THE DATA.

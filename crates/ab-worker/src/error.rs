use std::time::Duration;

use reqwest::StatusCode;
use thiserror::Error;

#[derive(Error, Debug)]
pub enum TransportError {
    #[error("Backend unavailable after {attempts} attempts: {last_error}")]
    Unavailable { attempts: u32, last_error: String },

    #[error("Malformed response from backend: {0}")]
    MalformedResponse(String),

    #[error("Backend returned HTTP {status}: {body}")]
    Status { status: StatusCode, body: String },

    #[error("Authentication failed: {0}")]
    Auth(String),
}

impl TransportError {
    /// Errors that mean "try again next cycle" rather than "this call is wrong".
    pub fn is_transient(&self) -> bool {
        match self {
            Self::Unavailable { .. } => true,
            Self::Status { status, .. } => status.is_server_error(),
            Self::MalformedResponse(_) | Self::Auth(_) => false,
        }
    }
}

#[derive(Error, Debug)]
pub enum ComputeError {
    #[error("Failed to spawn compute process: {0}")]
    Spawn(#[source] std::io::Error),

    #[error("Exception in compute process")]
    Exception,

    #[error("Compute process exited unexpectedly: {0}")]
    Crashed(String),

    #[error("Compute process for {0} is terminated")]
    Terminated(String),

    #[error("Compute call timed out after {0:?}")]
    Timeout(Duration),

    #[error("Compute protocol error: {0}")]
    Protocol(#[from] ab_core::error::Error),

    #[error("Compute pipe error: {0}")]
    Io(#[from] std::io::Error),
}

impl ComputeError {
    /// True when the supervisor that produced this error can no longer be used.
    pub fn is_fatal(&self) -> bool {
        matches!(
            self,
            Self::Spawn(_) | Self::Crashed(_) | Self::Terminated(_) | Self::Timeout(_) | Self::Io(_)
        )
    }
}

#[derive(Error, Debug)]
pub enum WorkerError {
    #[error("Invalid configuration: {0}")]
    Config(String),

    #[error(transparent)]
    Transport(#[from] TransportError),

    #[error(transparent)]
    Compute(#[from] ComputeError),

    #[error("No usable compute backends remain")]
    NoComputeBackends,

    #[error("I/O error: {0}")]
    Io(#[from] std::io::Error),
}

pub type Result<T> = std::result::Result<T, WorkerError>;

TASK ITEM.
From the first line to the last, write out the data exactly.

RESPONSE TO THIS TASK.
filename crates/ab-worker/src/error.rs
use std::time::Duration;

use reqwest::StatusCode;
use thiserror::Error;

#[derive(Error, Debug)]
pub enum TransportError {
    #[error("Backend unavailable after {attempts} attempts: {last_error}")]
    Unavailable { attempts: u32, last_error: String },

    #[error("Malformed response from backend: {0}")]
    MalformedResponse(String),

    #[error("Backend returned HTTP {status}: {body}")]
    Status { status: StatusCode, body: String },

    #[error("Authentication failed: {0}")]
    Auth(String),
}

impl TransportError {
    /// Errors that mean "try again next cycle" rather than "this call is wrong".
    pub fn is_transient(&self) -> bool {
        match self {
            Self::Unavailable { .. } => true,
            Self::Status { status, .. } => status.is_server_error(),
            Self::MalformedResponse(_) | Self::Auth(_) => false,
        }
    }
}

#[derive(Error, Debug)]
pub enum ComputeError {
    #[error("Failed to spawn compute process: {0}")]
    Spawn(#[source] std::io::Error),

    #[error("Exception in compute process")]
    Exception,

    #[error("Compute process exited unexpectedly: {0}")]
    Crashed(String),

    #[error("Compute process for {0} is terminated")]
    Terminated(String),

    #[error("Compute call timed out after {0:?}")]
    Timeout(Duration),

    #[error("Compute protocol error: {0}")]
    Protocol(#[from] ab_core::error::Error),

    #[error("Compute pipe error: {0}")]
    Io(#[from] std::io::Error),
}

impl ComputeError {
    /// True when the supervisor that produced this error can no longer be used.
    pub fn is_fatal(&self) -> bool {
        matches!(
            self,
            Self::Spawn(_) | Self::Crashed(_) | Self::Terminated(_) | Self::Timeout(_) | Self::Io(_)
        )
    }
}

#[derive(Error, Debug)]
pub enum WorkerError {
    #[error("Invalid configuration: {0}")]
    Config(String),

    #[error(transparent)]
    Transport(#[from] TransportError),

    #[error(transparent)]
    Compute(#[from] ComputeError),

    #[error("No usable compute backends remain")]
    NoComputeBackends,

    #[error("I/O error: {0}")]
    Io(#[from] std::io::Error),
}

pub type Result<T> = std::result::Result<T, WorkerError>;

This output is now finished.